Modulation of energy deficiency in Huntington's disease via activation of the peroxisome proliferator-activated receptor gamma.

摘要

Huntington's disease (HD) is a neurodegenerative disease caused by the expansion of a CAG trinucleotide repeat in exon 1 of the huntingtin (HTT) gene. Here, we report that the transcript of the peroxisome proliferator-activated receptor-gamma (PPARgamma), a transcription factor that is critical for energy homeostasis, was markedly downregulated in multiple tissues of a mouse model (R6/2) of HD and in lymphocytes of HD patients. Therefore, downregulation of PPARgamma seems to be a pathomechanism of HD. Chronic treatment of R6/2 mice with an agonist of PPARgamma (thiazolidinedione, TZD) rescued progressive weight loss, motor deterioration, formation of mutant Htt aggregates, jeopardized global ubiquitination profiles, reduced expression of two neuroprotective proteins (brain-derived neurotrophic factor and Bcl-2) and shortened life span exhibited by these mice. By reducing HTT aggregates and, thus, ameliorating the recruitment of PPARgamma into HTT aggregates, chronic TZD treatment also elevated the availability of the PPARgamma protein and subsequently normalized the expression of two of its downstream genes (the glucose transporter type 4 and PPARgamma coactivator-1 alpha genes).
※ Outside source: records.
use super::common::MappingArgs;
use clap::Args;
use colored::Colorize;
use std::path::PathBuf;
use tracing::debug;

#[derive(Args)]
pub struct ValidateCommand {
    /// Mapping files or directories to load
    #[arg(required_unless_present = "config")]
    paths: Vec<PathBuf>,

    /// YAML configuration file whose mapping paths are loaded too
    #[arg(long, short = 'c', env = "STRATA_CONFIG")]
    config: Option<PathBuf>,

    /// Print fetch, hint and property details of every query
    #[arg(long, short = 'v')]
    verbose: bool,
}

impl ValidateCommand {
    pub fn execute(self) -> anyhow::Result<()> {
        let args = MappingArgs {
            config: self.config.clone(),
            mappings: self.paths.clone(),
        };
        let config = args.query_config()?;
        debug!("Validating mapping paths {:?}", config.mapping_paths);

        let (_, mappings) = match args.mapping_service() {
            Ok(loaded) => loaded,
            Err(e) => {
                println!(
                    "{} {}",
                    "✗".bright_red(),
                    "Mapping sources are invalid".bright_red().bold()
                );
                println!("  {}", e);
                return Err(e);
            }
        };

        let snapshot = mappings.snapshot();
        let mut names = snapshot.names();
        names.sort();

        println!(
            "{} Loaded {} queries from {} source(s)",
            "✓".bright_green(),
            snapshot.len().to_string().bright_white().bold(),
            config.mapping_paths.len()
        );

        for name in names {
            let Some(query) = snapshot.get(&name) else {
                continue;
            };
            println!(
                "  {} {} {}",
                "•".bright_blue(),
                name.bright_white().bold(),
                format!("[{}]", query.script.dialect).bright_black()
            );
            if !self.verbose {
                continue;
            }
            if let Some(origin) = &query.origin {
                println!("      origin: {}", origin);
            }
            if let Some(description) = &query.description {
                println!("      {}", description.italic());
            }
            for fetch in &query.fetch_queries {
                println!(
                    "      fetch {} -> {}{}",
                    fetch.reference_versioned_name().bright_cyan(),
                    fetch.inject_property,
                    fetch
                        .reference_backend
                        .as_deref()
                        .map(|b| format!(" (backend {})", b))
                        .unwrap_or_default()
                );
            }
            for hint in &query.hints {
                println!("      hint {}", hint.key.bright_yellow());
            }
            let mut properties: Vec<_> = query.properties.iter().collect();
            properties.sort();
            for (key, value) in properties {
                println!("      {} = {}", key, value);
            }
        }

        Ok(())
    }
}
The protective effects described above appear to have been exerted, at least partially, via direct activation of PPARgamma in the brain, as TZD was detected in the brains of mice treated with TZD and because a PPARgamma agonist (rosiglitazone) protected striatal cells from mHTT-evoked energy deficiency and toxicity. We demonstrated that the systematic downregulation of PPARgamma seems to play a critical role in the dysregulation of energy homeostasis observed in HD, and that PPARgamma is a potential therapeutic target for this disease.